The most interesting data I found is this 2007 study of the influence of newspaper advertising on web traffic. 44% of people who saw an ad did additional research; 67% of them did their research online; and 31% went to a search engine first.

But strong brands matter; in 2009 Nielsen found that 61% of the holiday traffic of retail web sites came from direct visits, not search. A Nielsen spokesman said:

the fact that such a high percentage of people go directly to retail sites and even those that search generally have a pretty clear intent as to which website they'd like to go to -- it makes a compelling argument that brand and past experiences [with a marketer] matter an awful lot and will be far more significant determinants of success than any customer acquisition strategy that they're going to engage in."

That’s really interesting. Two things strike me. First, that’s holiday shopping data for retailers and it may be different for purchases during the rest of the year. Second, all marketers have to do customer acquisition, so the question as to whether social media or search is best for acquisition still matters. Each and every marketer has to answer that by looking at quality vs. quality of initial referrals and the persistence of customers who were acquired in various channels—in other words by Customer Lifetime Value. At the same time, it’s unlikely that one acquisition channel will ever be enough; the question is allocation of resources.

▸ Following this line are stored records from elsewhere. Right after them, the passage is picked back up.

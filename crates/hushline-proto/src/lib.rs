//! Hushline Wire Protocol
//!
//! Structural (de)serialization of everything that crosses the wire between
//! a client and the relay. No cryptography lives here: envelopes are packed
//! and unpacked as opaque byte fields.
//!
//! # Framing
//!
//! Newline-delimited JSON, one frame per line, at most
//! [`MAX_FRAME_SIZE`](limits::MAX_FRAME_SIZE) bytes.
//!
//! ```text
//! client ── {"request_id":1,"request":{"op":"send_message",...}} ──► relay
//! client ◄── {"kind":"response","body":{"request_id":1,...}} ─────── relay
//! peer   ◄── {"kind":"push","body":{"event":"new_envelope",...}} ─── relay
//! ```
//!
//! # Envelopes
//!
//! [`WireEnvelope`] is `{ciphertext, nonce, salt, type}` with unpadded
//! base64url fields. [`Envelope::pack`] is total; [`Envelope::unpack`] returns
//! a [`ProtocolError`] instead of panicking on malformed input.

#![forbid(unsafe_code)]
#![warn(missing_docs)]

pub mod codec;
pub mod envelope;
pub mod errors;
pub mod limits;
pub mod messages;

pub use codec::{decode_client_frame, decode_server_frame, encode_line};
pub use envelope::{Envelope, EnvelopeKind, FALLBACK_MARKER, WireEnvelope};
pub use errors::{ProtocolError, Result};
pub use messages::{
    ClientFrame, EnvelopeRecord, ErrorCode, ErrorPayload, KeyRecord, MessageId, Page, Push,
    Receipt, Request, Response, ServerFrame, Timestamp, UserId,
};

Question 2 one more time--does search or social media have more impact on sales? Here’s data from the current Razorfish Fluent Report. Offline friends are most trusted when making a purchase—WOM again and always. TV was also trusted by these respondents, then “online” activities of several types appear. Search is down at the bottom as far as trust when making a purchase is concerned.

The issue is not straightforward in the sense that either search or social media is “best.” However, there seems to be a pretty clear picture in these data. Search brings more people to your site; social media gives them more trusted information on which to base their purchases. It’s not either/or.

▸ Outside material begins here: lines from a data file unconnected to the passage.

//! Property-based tests for the message pipeline and key codec.

use hushline_crypto::{
    CryptoError, ENTROPY_SIZE, Fingerprint, KeyPairStore, MessageCipher, MessageEntropy,
    SharedSecret, derive_shared_secret, encode_pem, import_public_key, sanitize,
};
use proptest::prelude::*;

/// Low iteration count keeps the suite fast; the KDF cost does not change any
/// of the properties below.
fn cipher() -> MessageCipher {
    MessageCipher::with_iterations(64)
}

fn arbitrary_secret() -> impl Strategy<Value = SharedSecret> {
    any::<[u8; 32]>().prop_map(SharedSecret::from_bytes)
}

fn arbitrary_entropy() -> impl Strategy<Value = [u8; ENTROPY_SIZE]> {
    prop::collection::vec(any::<u8>(), ENTROPY_SIZE).prop_map(|bytes| {
        let mut out = [0u8; ENTROPY_SIZE];
        out.copy_from_slice(&bytes);
        out
    })
}

/// Whitespace a text transport might inject into a key block
fn arbitrary_noise() -> impl Strategy<Value = String> {
    prop::collection::vec(prop_oneof![Just(' '), Just('\n'), Just('\r'), Just('\t')], 0..4)
        .prop_map(|chars| chars.into_iter().collect())
}

proptest! {
    #![proptest_config(ProptestConfig::with_cases(100))]

    #[test]
    fn prop_encrypt_decrypt_roundtrip(
        plaintext in prop::collection::vec(any::<u8>(), 0..512),
        secret in arbitrary_secret(),
        entropy in arbitrary_entropy(),
    ) {
        let sealed = cipher()
            .encrypt(&plaintext, &secret, MessageEntropy::from_random_bytes(entropy))
            .unwrap();
        let opened = cipher().decrypt(&sealed, &secret).expect("roundtrip must succeed");

        // PROPERTY: decrypt(encrypt(P, S), S) == P
        prop_assert_eq!(opened, plaintext);
    }

    #[test]
    fn prop_fresh_entropy_gives_fresh_salt_and_nonce(
        plaintext in prop::collection::vec(any::<u8>(), 0..64),
        secret in arbitrary_secret(),
        first in arbitrary_entropy(),
        second in arbitrary_entropy(),
    ) {
        prop_assume!(first[..16] != second[..16] && first[16..] != second[16..]);

        let a = cipher()
            .encrypt(&plaintext, &secret, MessageEntropy::from_random_bytes(first))
            .unwrap();
        let b = cipher()
            .encrypt(&plaintext, &secret, MessageEntropy::from_random_bytes(second))
            .unwrap();

        prop_assert_ne!(a.salt, b.salt);
        prop_assert_ne!(a.nonce, b.nonce);
    }

    #[test]
    fn prop_tampered_ciphertext_fails(
        plaintext in prop::collection::vec(any::<u8>(), 0..128),
        secret in arbitrary_secret(),
        entropy in arbitrary_entropy(),
        flip_index in any::<prop::sample::Index>(),
        flip_bits in 1u8..=255,
    ) {
        let mut sealed = cipher()
            .encrypt(&plaintext, &secret, MessageEntropy::from_random_bytes(entropy))
            .unwrap();
        let i = flip_index.index(sealed.ciphertext.len());
        sealed.ciphertext[i] ^= flip_bits;

        // PROPERTY: tampering is always detected, never yields altered plaintext
        prop_assert_eq!(cipher().decrypt(&sealed, &secret), Err(CryptoError::Decrypt));
    }

    #[test]
    fn prop_wrong_secret_fails(
        plaintext in prop::collection::vec(any::<u8>(), 0..128),
        secret in arbitrary_secret(),
        other in arbitrary_secret(),
        entropy in arbitrary_entropy(),
    ) {
        prop_assume!(secret != other);

        let sealed = cipher()
            .encrypt(&plaintext, &secret, MessageEntropy::from_random_bytes(entropy))
            .unwrap();
        prop_assert_eq!(cipher().decrypt(&sealed, &other), Err(CryptoError::Decrypt));
    }

    #[test]
    fn prop_sanitize_is_idempotent(text in ".*") {
        let once = sanitize(&text);
        let twice = match once.as_str() {
            Some(cleaned) => sanitize(cleaned),
            None => sanitize(""),
        };

        // PROPERTY: sanitize(sanitize(x)) == sanitize(x)
        prop_assert_eq!(twice, once);
    }

    #[test]
    fn prop_sanitize_never_panics_on_bytes(bytes in prop::collection::vec(any::<u8>(), 0..256)) {
        let text = String::from_utf8_lossy(&bytes);
        let _ = sanitize(&text);
        let _ = import_public_key(&text);
    }

    #[test]
    fn prop_whitespace_mangled_key_imports_identically(
        seed in any::<[u8; 32]>(),
        peer_seed in any::<[u8; 32]>(),
        noise in prop::collection::vec(arbitrary_noise(), 1..8),
        positions in prop::collection::vec(any::<prop::sample::Index>(), 1..8),
    ) {
        let owner = KeyPairStore::generate(seed);
        let peer = KeyPairStore::generate(peer_seed);
        let pem = encode_pem(&owner.public_key());

        // Inject whitespace into the base64 body only
        let header_end = pem.find('\n').expect("pem has header line") + 1;
        let footer_start = pem.rfind("-----END").expect("pem has footer");
        let mut body: Vec<char> = pem[header_end..footer_start].chars().collect();
        for (chunk, at) in noise.iter().zip(positions.iter()) {
            let i = at.index(body.len() + 1);
            for (offset, c) in chunk.chars().enumerate() {
                body.insert(i + offset, c);
            }
        }
        let mangled: String = format!(
            "{}{}{}",
            &pem[..header_end],
            body.into_iter().collect::<String>(),
            &pem[footer_start..]
        );

        let imported = import_public_key(&mangled).expect("mangled key must import");
        prop_assert_eq!(imported, owner.public_key());
        prop_assert_eq!(Fingerprint::of(&imported), Fingerprint::of(&owner.public_key()));

        let clean = derive_shared_secret(&peer, &owner.public_key());
        let mangled_secret = derive_shared_secret(&peer, &imported);
        prop_assert_eq!(clean, mangled_secret);
    }
}

#[test]
fn alice_and_bob_exchange_hello() {
    let alice = KeyPairStore::generate([0xA1; 32]);
    let bob = KeyPairStore::generate([0xB0; 32]);

    // Bob only ever sees Alice's key as PEM text
    let alice_public = import_public_key(&alice.export_public_pem()).unwrap();
    let bob_secret = derive_shared_secret(&bob, &alice_public).unwrap();
    let sealed = cipher().encrypt(
        b"hello",
        &bob_secret,
        MessageEntropy::from_random_bytes([0x5A; ENTROPY_SIZE]),
    )
    .unwrap();

    let bob_public = import_public_key(&bob.export_public_pem()).unwrap();
    let alice_secret = derive_shared_secret(&alice, &bob_public).unwrap();

    assert_eq!(cipher().decrypt(&sealed, &alice_secret).unwrap(), b"hello");
}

Several times while I was looking for data I came across a good piece of advice. Marketers must measure the impact of various media at each stage in the conversion funnel. It changes from “just looking for information” to “deciding to buy something” and in between. That’s the real message; marketers must use all the tools in their arsenal—wisely!

1 comment:

Charlie Osmond said...

Great post. Thanks for aggregating all these studies and sharing your analysis.

I think there are different flavours of social and search that can have different impacts. e.g. social media of the facebook group sort, is very different from (social media) ratings and reviews on your site that increase conversion by 30%.

There is always more study required!